La Rosaleda
Saadi de Shiraz
Editorial El Cobre
Barcelona, España. (290 Págs.)
La literatura medieval de los siglos XII a XIV, cuenta con algunas obras maestras de incuestionable valía. Por entonces, las sagas islandesas alcanzaron su apogeo, las letras inglesas produjeron libros capitales en la evolución narrativa como resultan los Cuentos de Canterbury del erudito Geoffrey Chaucer y Pedro el labrador escrito por William Langland. Asimismo, de aquellos tiempos datan los primeros tanteos de Giovanni Boccaccio en el género de novela, a través de Decamerón y el Filocolo. En la distante –y aislada- Japón, Genji Monogatari (La novela de Genji) de la escritora Murasaki Shikibu se imponía a través de sus arborescentes y melancólicas páginas. En menos de doscientos años, y a pesar de los tiempos difíciles que asolaron el mundo –con períodos de hambruna, pestes y guerras por demás-; Cristina de Pizán, el mester de clerecía Arcipestre de Hita, Chrétien de Troyes, Dante Alighieri, Jean Froissart, Guido Cavalcanti, son algunos de los autores que desde entonces han sobrevivido hasta nuestros días, a través de sus clásicos.
El poeta persa Saadi (1184-1283), cuyo nombre completo ha sido Muslih-ud-Din Mushrif-ibn-Abdullah, se destacó principalmente por dos piezas literarias de corte moral: Bostán (El huerto, 1257) y Gulistán (La rosaleda) (1258). Pero es La rosaleda (Ed. El Cobre), la que supera el modelo desgastado por la literatura didáctica, entonces, fuertemente arraigada en la parábola. Si bien es indudable el carácter sapiencial del volumen, logrado a través de la ingeniosa inserción de refranes árabes y persas, tradiciones musulmanas, sentencias coránicas; Saadi además da cabida a personajes legendarios y reales. De este modo no solo orienta la naturaleza del lector hacia una vida moral más elevada; sino que a su vez, revela el mundo de su época; tratándose así de un libro de relieve filosófico como también literario. Un refrán es tan importante como el trasfondo del personaje que lo dice.
La rosaleda resulta un manual de normas de conducta donde impera la sinceridad instructiva del autor. “Quien hace el bien se lo hace a si mismo, y quien hace el mal lo hace contra sí”.

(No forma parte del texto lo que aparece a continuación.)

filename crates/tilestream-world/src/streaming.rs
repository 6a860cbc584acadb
use std::collections::{HashMap, HashSet};

use glam::Vec2;
use tilestream_core::types::{chunk_of_position, ChunkCoord, LoaderId};

/// Chunk-space delta produced by moving a loader.
#[derive(Debug, Default, Clone, PartialEq, Eq)]
pub struct StreamDelta {
    /// Coordinates that entered the loader's box, in row order.
    pub entered: Vec<ChunkCoord>,
    /// Coordinates that left the loader's box, in row order.
    pub exited: Vec<ChunkCoord>,
}

impl StreamDelta {
    pub fn is_empty(&self) -> bool {
        self.entered.is_empty() && self.exited.is_empty()
    }
}

/// Policy for which chunks each loader keeps resident.
/// A loader holds the square of chunks within `radius` of the chunk it
/// stands in.
pub struct StreamingPolicy {
    radius: i32,
    centers: HashMap<LoaderId, ChunkCoord>,
}

impl StreamingPolicy {
    pub fn new(radius: i32) -> Self {
        Self {
            radius: radius.max(0),
            centers: HashMap::new(),
        }
    }

    pub fn radius(&self) -> i32 {
        self.radius
    }

    /// Current center chunk for a loader, if it is tracked.
    pub fn center(&self, loader: LoaderId) -> Option<ChunkCoord> {
        self.centers.get(&loader).copied()
    }

    pub fn loaders(&self) -> impl Iterator<Item = LoaderId> + '_ {
        self.centers.keys().copied()
    }

    /// All chunk coordinates in the box around `center`.
    pub fn bbox(&self, center: ChunkCoord) -> Vec<ChunkCoord> {
        let r = self.radius;
        let mut coords = Vec::with_capacity(((2 * r + 1) * (2 * r + 1)) as usize);
        for y in (center.y - r)..=(center.y + r) {
            for x in (center.x - r)..=(center.x + r) {
                coords.push(ChunkCoord::new(x, y));
            }
        }
        coords
    }

    /// Move a loader to a world position. A new loader enters its whole box.
    pub fn update(&mut self, loader: LoaderId, position: Vec2) -> StreamDelta {
        let center = chunk_of_position(position.x, position.y);
        let previous = self.centers.insert(loader, center);
        match previous {
            Some(prev) if prev == center => StreamDelta::default(),
            Some(prev) => {
                let old: HashSet<ChunkCoord> = self.bbox(prev).into_iter().collect();
                let new_box = self.bbox(center);
                let new: HashSet<ChunkCoord> = new_box.iter().copied().collect();
                StreamDelta {
                    entered: new_box.into_iter().filter(|c| !old.contains(c)).collect(),
                    exited: self
                        .bbox(prev)
                        .into_iter()
                        .filter(|c| !new.contains(c))
                        .collect(),
                }
            }
            None => StreamDelta {
                entered: self.bbox(center),
                exited: Vec::new(),
            },
        }
    }

    /// Stop tracking a loader; its whole box exits.
    pub fn remove(&mut self, loader: LoaderId) -> StreamDelta {
        match self.centers.remove(&loader) {
            Some(center) => StreamDelta {
                entered: Vec::new(),
                exited: self.bbox(center),
            },
            None => StreamDelta::default(),
        }
    }
}
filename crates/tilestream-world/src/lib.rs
pub mod chunk_map;
pub mod notify;
pub mod objects;
pub mod refcount;
pub mod region;
pub mod replication;
pub mod state_machine;
pub mod streaming;
pub mod terrain;
pub mod workers;

use std::collections::{HashMap, VecDeque};
use std::sync::Arc;

use crossbeam_channel::{unbounded, Receiver};
use glam::Vec2;
use tilestream_core::types::{chunk_of_tile, local_of_tile, ChunkKey, RegionCoord, TileCoord};
use tilestream_core::{
    ChunkCoord, ChunkData, EntityRecord, LoaderId, MobileChunk, ObjectId, PaletteError,
    StreamingConfig, Tile, TileLayer, TileTable,
};
use tilestream_persist::{PersistError, SaveLayout, WorldStorage};

use chunk_map::ChunkStore;
use notify::{ChunkChange, VisualQueue};
use objects::ObjectRegistry;
use refcount::{LoadReferenceCounter, LoadRequest, UnloadRequest};
use region::{RegionError, RegionIndex};
use replication::{Authority, ChunkMessage, Outbound};
use state_machine::{ChunkJob, ChunkJobManager, ChunkTarget, JobEvent, JobStart, StartedJob};
use streaming::{StreamDelta, StreamingPolicy};
use terrain::ChunkGenerator;
use workers::{Executor, JobExecutor, LoadSource, WorkOrder, WorkOutcome, WorkResult, WorkerContext};

/// Everything needed to construct a [`World`].
pub struct WorldParams {
    pub config: StreamingConfig,
    pub tiles: Arc<TileTable>,
    /// Save location. `None` keeps the world in memory only.
    pub layout: Option<SaveLayout>,
    pub generator: Arc<dyn ChunkGenerator>,
    pub authority: Authority,
}

/// Why a tile edit was refused. The chunk is left unchanged.
#[derive(Debug, Clone, Copy, PartialEq, Eq, thiserror::Error)]
pub enum EditError {
    #[error("tile {0} is not in the tile table")]
    UnregisteredTile(u32),
    #[error(transparent)]
    Palette(#[from] PaletteError),
}

/// Running counters, mostly for the soak runner.
#[derive(Debug, Clone, Copy, Default, PartialEq, Eq)]
pub struct WorldStats {
    pub jobs_completed: u64,
    pub jobs_cancelled: u64,
    pub chunks_from_disk: u64,
    pub chunks_generated: u64,
    pub chunks_written: u64,
    pub invariant_corrections: u64,
}

/// The streaming world: owns every chunk, counter, job lane, and region.
///
/// All state is mutated on the thread that owns the `World`. Blocking
/// work runs on the executor and comes back through the result channel,
/// drained in [`World::tick`].
pub struct World {
    config: StreamingConfig,
    tiles: Arc<TileTable>,
    storage: Option<Arc<WorldStorage>>,
    authority: Authority,

    store: ChunkStore,
    refs: LoadReferenceCounter,
    jobs: ChunkJobManager,
    executor: Executor,
    rx_done: Receiver<WorkResult>,
    /// Results received while waiting on a specific coordinate.
    buffered: VecDeque<WorkResult>,

    regions: RegionIndex,
    objects: ObjectRegistry,
    /// Failed cross-region moves and how many retries they have used.
    pending_moves: HashMap<ObjectId, u32>,

    streaming: StreamingPolicy,
    /// Chunks received from an authority, waiting for their load job.
    staged: HashMap<ChunkKey, Box<ChunkData>>,

    visual: VisualQueue,
    outbound: Vec<Outbound>,
    events: Vec<JobEvent>,
    stats: WorldStats,
    /// Simulation time in seconds.
    clock: f64,
}
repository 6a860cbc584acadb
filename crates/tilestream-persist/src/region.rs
use crate::error::PersistError;
use crate::format::{RecordReader, RecordWriter};

/// Object UIDs tracked in one sub-region (one chunk of a region).
#[derive(Debug, Clone, Default, PartialEq, Eq)]
pub struct SubRegionRecord {
    pub mobile_chunks: Vec<u32>,
    pub entities: Vec<u32>,
}

/// Serialize sub-regions in storage order.
///
/// Per sub-region: u16 count + u32 movable-chunk UIDs, then u16 count +
/// u32 entity UIDs.
pub fn encode_region(sub_regions: &[SubRegionRecord]) -> Result<Vec<u8>, PersistError> {
    let mut w = RecordWriter::with_capacity(sub_regions.len() * 4);
    for sub in sub_regions {
        write_uids(&mut w, &sub.mobile_chunks)?;
        write_uids(&mut w, &sub.entities)?;
    }
    Ok(w.into_bytes())
}

/// Decode a region record holding exactly `sub_region_count` entries.
pub fn decode_region(
    record: &[u8],
    sub_region_count: usize,
) -> Result<Vec<SubRegionRecord>, PersistError> {
    let mut r = RecordReader::new(record);
    let mut out = Vec::with_capacity(sub_region_count);
    for _ in 0..sub_region_count {
        let mobile_chunks = read_uids(&mut r)?;
        let entities = read_uids(&mut r)?;
        out.push(SubRegionRecord {
            mobile_chunks,
            entities,
        });
    }
    r.finish()?;
    Ok(out)
}

fn write_uids(w: &mut RecordWriter, uids: &[u32]) -> Result<(), PersistError> {
    let count = u16::try_from(uids.len()).map_err(|_| PersistError::TooManyObjects(uids.len()))?;
    w.u16(count);
    for &uid in uids {
        w.u32(uid);
    }
    Ok(())
}

fn read_uids(r: &mut RecordReader<'_>) -> Result<Vec<u32>, PersistError> {
    let count = r.u16()? as usize;
    (0..count).map(|_| r.u32()).collect()
}
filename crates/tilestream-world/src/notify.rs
use tilestream_core::ChunkCoord;

/// Residency change reported to the visual consumer.
#[derive(Debug, Clone, Copy, PartialEq, Eq)]
pub enum ChunkChange {
    Loaded(ChunkCoord),
    Unloaded(ChunkCoord),
}

impl ChunkChange {
    pub fn coord(&self) -> ChunkCoord {
        match *self {
            ChunkChange::Loaded(c) | ChunkChange::Unloaded(c) => c,
        }
    }
}

/// Chunk changes queued for the renderer, drained once per frame.
#[derive(Debug, Default)]
pub struct VisualQueue {
    changes: Vec<ChunkChange>,
}

impl VisualQueue {
    pub fn new() -> Self {
        Self::default()
    }

    pub fn push(&mut self, change: ChunkChange) {
        self.changes.push(change);
    }

    pub fn len(&self) -> usize {
        self.changes.len()
    }

    pub fn is_empty(&self) -> bool {
        self.changes.is_empty()
    }

    pub fn drain(&mut self) -> Vec<ChunkChange> {
        std::mem::take(&mut self.changes)
    }
}
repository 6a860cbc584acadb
pub mod report;
pub mod runner;
pub mod scenes;
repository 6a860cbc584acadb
use glam::{IVec2, Vec2, Vec3};
use tilestream_core::constants::TILES_PER_LAYER;
use tilestream_core::{
    ChunkData, EntityRecord, MobileBody, MobileChunk, Palette, Tile, TileLayer, TileTable,
};

use crate::error::PersistError;
use crate::format::*;

/// Recoverable inconsistencies found while decoding a tile section.
#[derive(Debug, Clone, Default, PartialEq, Eq)]
pub struct DecodeReport {
    /// Layers present in the record, in record order.
    pub layers: Vec<TileLayer>,
    /// Palette names that no longer resolve to a registered tile.
    /// Cells referencing them were cleared.
    pub unknown_tiles: Vec<String>,
    /// Cells whose palette index was out of range and were cleared.
    pub bad_indices: usize,
}

impl DecodeReport {
    pub fn is_clean(&self) -> bool {
        self.unknown_tiles.is_empty() && self.bad_indices == 0
    }
}

/// Decode a chunk record into `chunk`.
///
/// `chunk` must be freshly reset to its coordinate. Layers found in the
/// record are flagged as edited so they are written back on the next
/// save; layers absent from the record are left empty for the caller to
/// regenerate. On error the chunk contents are unspecified and the
/// caller should reset it.
pub fn decode_chunk(
    record: &[u8],
    table: &TileTable,
    chunk: &mut ChunkData,
) -> Result<DecodeReport, PersistError> {
    let mut r = RecordReader::new(record);
    read_tile_section(&mut r, table, chunk)
}

/// Decode a movable chunk record.
pub fn decode_mobile_chunk(
    uid: u32,
    record: &[u8],
    table: &TileTable,
) -> Result<(MobileChunk, DecodeReport), PersistError> {
    let mut r = RecordReader::new(record);

    let position = Vec3::new(r.f32()?, r.f32()?, r.f32()?);
    let collider_offset = Vec2::new(r.f32()?, r.f32()?);
    let collider_size = Vec2::new(r.f32()?, r.f32()?);
    let restricted = IVec2::new(r.i32()?, r.i32()?);
    let velocity = Vec2::new(r.f32()?, r.f32()?);

    let body = MobileBody {
        position,
        collider_offset,
        collider_size,
        velocity,
    };
    let mut data = ChunkData::new(tilestream_core::chunk_of_position(position.x, position.y));
    data.set_restricted_size(restricted);
    let report = read_tile_section(&mut r, table, &mut data)?;

    Ok((MobileChunk { uid, data, body }, report))
}

/// Decode an entity record.
pub fn decode_entity(uid: u32, record: &[u8]) -> Result<EntityRecord, PersistError> {
    let mut r = RecordReader::new(record);
    let position = Vec2::new(r.f32()?, r.f32()?);
    let len = r.u32()? as usize;
    let payload = r.take(len)?.to_vec();
    r.finish()?;
    Ok(EntityRecord {
        uid,
        position,
        payload,
    })
}

fn read_tile_section(
    r: &mut RecordReader<'_>,
    table: &TileTable,
    chunk: &mut ChunkData,
) -> Result<DecodeReport, PersistError> {
    let mut report = DecodeReport::default();

    // File palette index -> resolved palette index. None marks a name
    // that no longer resolves; its cells decode as empty.
    let count = r.u8()? as usize;
    let mut remap: Vec<Option<u8>> = Vec::with_capacity(count);
    let mut palette = Palette::new();
    for _ in 0..count {
        let namespace = r.name()?;
        let id = r.name()?;
        let full = format!("{namespace}:{id}");
        match table.id_of(&full) {
            // At most 255 names fit the count byte, so insert cannot overflow.
            Some(global_id) => remap.push(palette.insert(global_id).ok()),
            None => {
                report.unknown_tiles.push(full);
                remap.push(None);
            }
        }
    }

    let mut indices = vec![0u8; TILES_PER_LAYER];
    while !r.is_at_end() {
        let layer_name = r.name()?;
        let layer = TileLayer::from_name(&layer_name)
            .ok_or_else(|| PersistError::UnknownLayer(layer_name.clone()))?;
        if report.layers.contains(&layer) {
            return Err(PersistError::DuplicateLayer(layer_name));
        }

        indices.copy_from_slice(r.take(TILES_PER_LAYER)?);
        let mut tiles = Vec::with_capacity(TILES_PER_LAYER);
        for &byte in &indices {
            let bitmask = r.u16()?;
            if byte == 0 {
                tiles.push(Tile::EMPTY);
                continue;
            }
            let resolved = match remap.get(byte as usize - 1) {
                Some(entry) => *entry,
                None => {
                    report.bad_indices += 1;
                    None
                }
            };
            let tile = resolved
                .and_then(|idx| palette.get(idx))
                .map(|global_id| Tile::new(global_id, bitmask))
                .unwrap_or(Tile::EMPTY);
            tiles.push(tile);
        }

        chunk.layer_tiles_mut(layer).copy_from_slice(&tiles);
        chunk.set_layer_edited(layer, true);
        report.layers.push(layer);
    }

    chunk.replace_palette(palette);
    Ok(report)
}
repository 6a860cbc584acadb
use std::path::PathBuf;
use std::process;
use std::str::FromStr;
use std::sync::Arc;

use tilestream_bench::report;
use tilestream_bench::runner::SoakRunner;
use tilestream_bench::scenes;
use tilestream_core::{StreamingConfig, TileTable};

fn parse_or_exit<T: FromStr>(flag: &str, value: Option<&String>) -> T {
    match value.map(|v| v.parse::<T>()) {
        Some(Ok(parsed)) => parsed,
        _ => {
            eprintln!("invalid or missing value for {}", flag);
            process::exit(1);
        }
    }
}

fn main() {
    env_logger::Builder::from_env(env_logger::Env::default().default_filter_or("info")).init();

    let args: Vec<String> = std::env::args().collect();

    let mut baseline_path: Option<PathBuf> = None;
    let mut output_path: Option<PathBuf> = None;
    let mut config_path: Option<PathBuf> = None;
    let mut regression_threshold = 10.0f64;
    let mut tick_count = 600u32;
    let mut loader_count = 4u32;

    let mut i = 1;
    while i < args.len() {
        match args[i].as_str() {
            "--baseline" => {
                i += 1;
                baseline_path = Some(parse_or_exit::<PathBuf>("--baseline", args.get(i)));
            }
            "--output" => {
                i += 1;
                output_path = Some(parse_or_exit::<PathBuf>("--output", args.get(i)));
            }
            "--config" => {
                i += 1;
                config_path = Some(parse_or_exit::<PathBuf>("--config", args.get(i)));
            }
            "--regression-threshold" => {
                i += 1;
                regression_threshold = parse_or_exit("--regression-threshold", args.get(i));
            }
            "--ticks" => {
                i += 1;
                tick_count = parse_or_exit("--ticks", args.get(i));
            }
            "--loaders" => {
                i += 1;
                loader_count = parse_or_exit("--loaders", args.get(i));
            }
            "--help" | "-h" => {
                eprintln!("Usage: soak-runner [OPTIONS]");
                eprintln!("  --ticks <n>                    Ticks per scene (default: 600)");
                eprintln!("  --loaders <n>                  Concurrent loaders (default: 4)");
                eprintln!("  --config <path>                StreamingConfig RON (default: data/streaming.ron)");
                eprintln!("  --output <path>                Save current results as JSON baseline");
                eprintln!("  --baseline <path>              Load baseline JSON for comparison");
                eprintln!(
                    "  --regression-threshold <pct>   Regression threshold percentage (default: 10)"
                );
                process::exit(0);
            }
            other => {
                eprintln!("Unknown argument: {}", other);
                process::exit(1);
            }
        }
        i += 1;
    }

    let tiles = match TileTable::from_ron_str(include_str!("../../../data/tiles.ron")) {
        Ok(tiles) => Arc::new(tiles),
        Err(e) => {
            eprintln!("Tile table error: {}", e);
            process::exit(1);
        }
    };

    let config_text = match &config_path {
        Some(path) => match std::fs::read_to_string(path) {
            Ok(text) => text,
            Err(e) => {
                eprintln!("Cannot read {}: {}", path.display(), e);
                process::exit(1);
            }
        },
        None => include_str!("../../../data/streaming.ron").to_string(),
    };
    let config = match StreamingConfig::from_ron_str(&config_text) {
        Ok(config) => config,
        Err(e) => {
            eprintln!("Config error: {}", e);
            process::exit(1);
        }
    };
    log::info!("Streaming config: {:?}", config);

    let runner = SoakRunner::new(tick_count, loader_count, config, tiles);
    let mut results = Vec::new();
    for scene in &scenes::standard_scenes() {
        match runner.run_scene(scene) {
            Ok(result) => results.push(result),
            Err(e) => {
                log::error!("Scene '{}' failed: {}", scene.name, e);
                process::exit(1);
            }
        }
    }

    println!("\n## Soak Results\n");
    println!("{}", report::format_markdown(&results));

    if let Some(ref path) = output_path {
        let baseline = report::Baseline {
            label: format!("soak-{}t-{}l", tick_count, loader_count),
            results: results.clone(),
        };
        match report::save_baseline(path, &baseline) {
            Ok(()) => log::info!("Saved baseline to {}", path.display()),
            Err(e) => {
                log::error!("Failed to save baseline {}: {}", path.display(), e);
                process::exit(1);
            }
        }
    }

    if let Some(ref path) = baseline_path {
        if let Some(baseline) = report::load_baseline(path) {
            let regressions = report::compare(&results, &baseline, regression_threshold);
            println!(
                "{}",
                report::format_comparison(&regressions, regression_threshold)
            );
            if !regressions.is_empty() {
                eprintln!(
                    "ERROR: {} regressions detected, exiting with code 1",
                    regressions.len()
                );
                process::exit(1);
            }
        } else {
            log::warn!("Baseline file not found: {}", path.display());
        }
    }

    log::info!("Soak run complete.");
}
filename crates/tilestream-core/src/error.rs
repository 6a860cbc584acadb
use thiserror::Error;

/// Errors raised while building the registry or parsing configuration.
#[derive(Debug, Error)]
pub enum CoreError {
    #[error("Failed to parse streaming config RON: {0}")]
    ConfigParse(String),

    #[error("Failed to parse tile table RON: {0}")]
    TileTableParse(String),

    #[error("invalid tile name {0:?} (expected namespace:id over the symbol alphabet)")]
    InvalidTileName(String),

    #[error("tile id {0} is registered twice")]
    DuplicateTileId(u32),

    #[error("tile name {0:?} is registered twice")]
    DuplicateTileName(String),

    #[error("tile id 0 is reserved for the empty tile")]
    ReservedTileId,
}
use std::collections::HashSet;

use tilestream_core::constants::TILES_PER_LAYER;
use tilestream_core::symbols;
use tilestream_core::{ChunkData, EntityRecord, MobileChunk, TileLayer, TileTable};

use crate::error::PersistError;
use crate::format::*;

/// Serialize a chunk's palette and every edited layer.
///
/// Layout: palette count (u8), palette names as (namespace, id) pairs,
/// then per edited layer: layer name, TILES_PER_LAYER index bytes
/// (0 = empty, n = palette[n - 1]), TILES_PER_LAYER u16 bitmasks.
pub fn encode_chunk(chunk: &ChunkData, table: &TileTable) -> Result<Vec<u8>, PersistError> {
    let layers: Vec<TileLayer> = chunk.edited_layers().collect();
    encode_chunk_layers(chunk, table, &layers)
}

/// Serialize a chunk with an explicit layer selection. Replication uses
/// this to ship every layer, generated or edited.
pub fn encode_chunk_layers(
    chunk: &ChunkData,
    table: &TileTable,
    layers: &[TileLayer],
) -> Result<Vec<u8>, PersistError> {
    let mut w = RecordWriter::with_capacity(1 + layers.len() * TILES_PER_LAYER * 3);
    write_tile_section(&mut w, chunk, table, layers)?;
    Ok(w.into_bytes())
}

/// Serialize a movable chunk: physical prefix followed by the tile section.
pub fn encode_mobile_chunk(
    mobile: &MobileChunk,
    table: &TileTable,
) -> Result<Vec<u8>, PersistError> {
    let layers: Vec<TileLayer> = mobile.data.edited_layers().collect();
    let mut w = RecordWriter::with_capacity(MOBILE_PREFIX_SIZE + 1 + layers.len() * TILES_PER_LAYER * 3);

    let body = &mobile.body;
    w.f32(body.position.x);
    w.f32(body.position.y);
    w.f32(body.position.z);
    w.f32(body.collider_offset.x);
    w.f32(body.collider_offset.y);
    w.f32(body.collider_size.x);
    w.f32(body.collider_size.y);
    let restricted = mobile.data.restricted_size();
    w.i32(restricted.x);
    w.i32(restricted.y);
    w.f32(body.velocity.x);
    w.f32(body.velocity.y);

    write_tile_section(&mut w, &mobile.data, table, &layers)?;
    Ok(w.into_bytes())
}

/// Serialize an entity: position then a length-prefixed opaque payload.
pub fn encode_entity(entity: &EntityRecord) -> Vec<u8> {
    let mut w = RecordWriter::with_capacity(12 + entity.payload.len());
    w.f32(entity.position.x);
    w.f32(entity.position.y);
    w.u32(entity.payload.len() as u32);
    w.bytes(&entity.payload);
    w.into_bytes()
}

/// Palette entries are written only when a written layer uses them and
/// the tile table can name them. Cells whose tile cannot be named are
/// written as empty and logged; the rest of the record is unaffected.
fn write_tile_section(
    w: &mut RecordWriter,
    chunk: &ChunkData,
    table: &TileTable,
    layers: &[TileLayer],
) -> Result<(), PersistError> {
    let used: HashSet<u32> = layers
        .iter()
        .flat_map(|&layer| chunk.layer_tiles(layer))
        .filter(|t| !t.is_empty())
        .map(|t| t.global_id)
        .collect();

    // In-memory palette index -> on-disk palette index.
    let palette = chunk.palette();
    let mut remap: Vec<Option<u8>> = Vec::with_capacity(palette.len());
    let mut names = Vec::new();
    let mut unregistered = Vec::new();
    for &global_id in palette.entries() {
        if !used.contains(&global_id) {
            remap.push(None);
            continue;
        }
        match table.name_of(global_id).and_then(symbols::split_name) {
            Some(name) => {
                remap.push(Some(names.len() as u8));
                names.push(name);
            }
            None => {
                unregistered.push(global_id);
                remap.push(None);
            }
        }
    }

    let count =
        u8::try_from(names.len()).map_err(|_| PersistError::PaletteTooLarge(names.len()))?;
    w.u8(count);
    for (namespace, id) in names {
        w.name(namespace)?;
        w.name(id)?;
    }
    if !unregistered.is_empty() {
        log::warn!(
            "chunk {}: tiles {:?} have no registered name and are written as empty",
            chunk.coord(),
            unregistered
        );
    }

    for &layer in layers {
        w.name(layer.name())?;
        let tiles = chunk.layer_tiles(layer);

        let mut dropped = 0usize;
        for tile in tiles {
            let byte = if tile.is_empty() {
                0
            } else {
                let written = palette
                    .index_of(tile.global_id)
                    .and_then(|idx| remap.get(idx as usize).copied().flatten());
                match written {
                    Some(idx) => idx + 1,
                    None => {
                        dropped += 1;
                        0
                    }
                }
            };
            w.u8(byte);
        }
        if dropped > 0 {
            log::warn!(
                "chunk {} layer {}: {} tiles could not be encoded and were written as empty",
                chunk.coord(),
                layer.name(),
                dropped
            );
        }

        for tile in tiles {
            w.u16(tile.bitmask);
        }
    }

    Ok(())
}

La rosaleda escrita en una prosa llana y concisa, está compuesta por ocho capítulos, que comunican sobre el carácter de los reyes, la moral de los derviches, las excelencias de estar satisfecho, las ventajas del silencio, el amor y la juventud, la debilidad y la vejez, los efectos de la educación y la conducta en sociedad. A su vez, cada consejo o recomendación, incluye una moraleja casi siempre escrita en verso. Esto nos recuerda la estructura posteriormente adoptada por el infante Juan Manuel, en El Conde Lucanor.
Con una mezcla de cinismo, leve resignación y una cuota siempre proclive al humor; el tono de La rosaleda jamás peca de solemne –léase a modo de ejemplos opuestos: los Soliloquios de Marco Aurelio o Los caracteres de Jean de La Bruyére. Para Saadi, quien había recorrido durante un cuarto de siglo tierras remotas como Bizancio, Siria, Egipto, Marruecos, Yemen e Irak acopiando de infinidad de personas una importante cantidad de aforismos, advertencias y reflexiones; el hombre era esencialmente absurdo. Un ser de carne y hueso que debía, ante todo, instruir sus pasiones. Conocía sus falencias y el modo de orientar nuestro espíritu hacia lo que mejor convenía: el deber. No obstante, es preciso decir que en su ética hay relativismos, inclusive ciertas contradicciones, como indica acertadamente el traductor en el prólogo.
Sobrio, elegante, conciso y poético –su prosa se ajusta a una curiosa e inimitable musicalidad-, La rosaleda resulta un manual de normas de conductas donde impera la sinceridad instructiva del autor. “Quien hace el bien se lo hace a si mismo, y quien hace el mal lo hace contra sí”. La traducción del persa, prólogo y notas, estuvo a cargo de Joaquín Rodríguez Vargas. Se trata de una edición conspicua y necesaria. Un clásico del medioevo iraní.